Iman Shumpert the Phoenix Suns' diamond in the rough?

With the 13th pick in the 2011 NBA draft the Phoenix Suns select … Iman Shumpert. Iman Shumpert? My thoughts exactly.

A few weeks ago Shumpert figured to be a late first-round pick at best and a clear afterthought in terms of the top point guards on the board. I never imagined Phoenix could even consider Shumpert over an all-important big man or possible point guard of the future.

With all of the talk surrounding Tristan Thompson, Jimmer Fredette, Markieff Morris, Jordan Hamilton and Bismack Biyombo, Shumpert seemed irrelevant.

But the Suns have made it clear they’re interested, and after taking an in-depth look at Shumpert’s game, I can see why. Shumpert has all of the makings to become a diamond in the rough of sorts for the Phoenix Suns.

He averaged 17.3 points per game last season and has measurables that NBA scouts drool over: 6-foot-6, 222 pounds with a 6-foot-10 wingspan and 42-inch vertical (the best at the NBA combine).

“He’s a combo guard, can play both the one and the two, did that at Georgia Tech,” said Suns director of player personnel John Treloar. “As far as an athlete he’s at the top of the list athletically in the draft. Yeah, he’s at the top.”

Shumpert’s also one of the draft’s best defenders, and the 2.75 steals per game (7th best in the NCAA) he averaged last season back that up. He’s a ballhawk in help position and a tremendous on the ball defender with the ability to defend point guards, shooting guards and small forwards.

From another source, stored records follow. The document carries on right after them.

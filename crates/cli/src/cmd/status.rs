//! Report versioned documents under a directory

use crate::config;
use crate::util;
use anyhow::{Context, Result};
use folio_core::store::{is_sidecar, store_path};
use folio_core::{RevisionStore, StoreSource};
use folio_ledger::Ledger;
use owo_colors::OwoColorize;
use std::path::{Path, PathBuf};
use walkdir::WalkDir;

/// History state of one document
struct DocStatus {
    path: PathBuf,
    revisions: usize,
    ledger_entries: usize,
    store_bytes: u64,
    source: StoreSource,
}

pub async fn run(dir: Option<PathBuf>) -> Result<()> {
    let config = config::load()?;
    let root = match dir {
        Some(dir) => dir,
        None => std::env::current_dir().context("Failed to get current directory")?,
    };

    let mut documents = Vec::new();
    let mut broken = Vec::new();

    let walker = WalkDir::new(&root)
        .sort_by_file_name()
        .into_iter()
        .filter_entry(|e| e.depth() == 0 || !is_hidden_dir(e.path(), e.file_type().is_dir()));

    for entry in walker {
        let entry = entry.with_context(|| format!("Failed to scan {}", root.display()))?;
        let path = entry.path();
        if !entry.file_type().is_file() || is_sidecar(path) || !config.history.is_versioned(path) {
            continue;
        }

        match inspect(path) {
            Ok(status) => documents.push(status),
            Err(e) => broken.push((path.to_path_buf(), e)),
        }
    }

    println!("{}", "History Status".bold());
    println!("━━━━━━━━━━━━━━━━━━━━━━━━━━━━━━━━━━━━━━━━━━━━━━━━━━");
    println!();
    println!("Directory:     {}", root.display().to_string().cyan());
    println!(
        "History:       {}",
        if config.history.enabled {
            "enabled".green().to_string()
        } else {
            "disabled".yellow().to_string()
        }
    );
    println!("Codec:         {}", config.history.codec.as_str());
    println!();

    let with_history = documents.iter().filter(|d| d.revisions > 0).count();
    for doc in &documents {
        let relative = doc.path.strip_prefix(&root).unwrap_or(&doc.path);
        let mut line = format!(
            "  {:<40} {:>3} revisions  {:>3} log entries  {:>9}",
            relative.display().to_string(),
            doc.revisions,
            doc.ledger_entries,
            util::format_size(doc.store_bytes)
        );
        if doc.source == StoreSource::LegacyYaml {
            line.push_str("  (legacy store)");
        }
        if doc.revisions == 0 {
            println!("{}", line.dimmed());
        } else {
            println!("{}", line);
        }
    }

    for (path, error) in &broken {
        let relative = path.strip_prefix(&root).unwrap_or(path);
        println!("  {:<40} {} {}", relative.display().to_string(), "error:".red().bold(), error);
    }

    println!();
    println!(
        "Documents:     {} ({} with history)",
        documents.len() + broken.len(),
        with_history
    );
    if !broken.is_empty() {
        println!("Unreadable:    {}", broken.len().to_string().red());
    }

    Ok(())
}

fn inspect(doc: &Path) -> Result<DocStatus, folio_core::VersionError> {
    let store = RevisionStore::load(doc)?;
    let ledger = Ledger::open(doc)?;
    let store_bytes = std::fs::metadata(store_path(doc))
        .map(|m| m.len())
        .unwrap_or(0);
    Ok(DocStatus {
        path: doc.to_path_buf(),
        revisions: store.len(),
        ledger_entries: ledger.len(),
        store_bytes,
        source: store.source(),
    })
}

fn is_hidden_dir(path: &Path, is_dir: bool) -> bool {
    is_dir
        && path
            .file_name()
            .and_then(|n| n.to_str())
            .map(|n| n.starts_with('.'))
            .unwrap_or(false)
}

“Big, strong guard,” general manager Lance Blanks said of Shumpert. “He was in a situation where the team’s performance wasn’t really great over the last few years at Georgia Tech. I think he can defend really well.”

If the Suns really are sold on a point guard, Shumpert should be their guy. After the top tier of point guards (Kyrie Irving, Brandon Knight, Kemba Walker, Jimmer Fredette), there’s a huge drop-off in talent.

So if the Suns miss out on the upper-echelon floor generals and aren’t buying into the Jimmer hype (if he’s even around), then Shumpert makes a lot of sense. He addresses an area of need, yet has the upside to develop into a star.

His explosiveness and scoring prowess could make him a playmaker for a Suns team thirsting for exactly that, and if he can develop his point guard skills he could take the torch from Steve Nash.

Worst case scenario he’ll bring defense and energy right away and turn into a serviceable backup down the road. But with a ceiling as high as Shumpert’s, the best-case scenario could give the Suns the superstar they need.

Shumpert plays a lot like Russell Westbrook (who he models his game after) and even Tyreke Evans as he’s an explosive, physical, attack-first guard who’s stuck between positions. He’s also extremely inefficient (40.6 FG%) with limited range (27.8 3P%) and a high turnover rate (over 3.0 TOs per game in two out of three years).

Last season he forced shots (on a bad GT team mind you) and didn’t exactly show the point guard skills you’d hope for from a point-guard prospect. But if Shumpert could become an average passer and decision maker, his scoring ability and athleticism could make him a future All-Star.

I still think if the Suns can land a big like Tristan Thompson or Biyombo they should be all over it. Even if Hamilton, Klay Thompson or Alec Burks are around they certainly have to be considered. But after watching Shumpert play a little more, I understand the Suns’ infatuation.

So give the possibility of Iman Shumpert becoming a Sun a chance, because if he ever reaches his full potential, Phoenix is one step closer to becoming a defensive-minded club with a possible young stud to boot.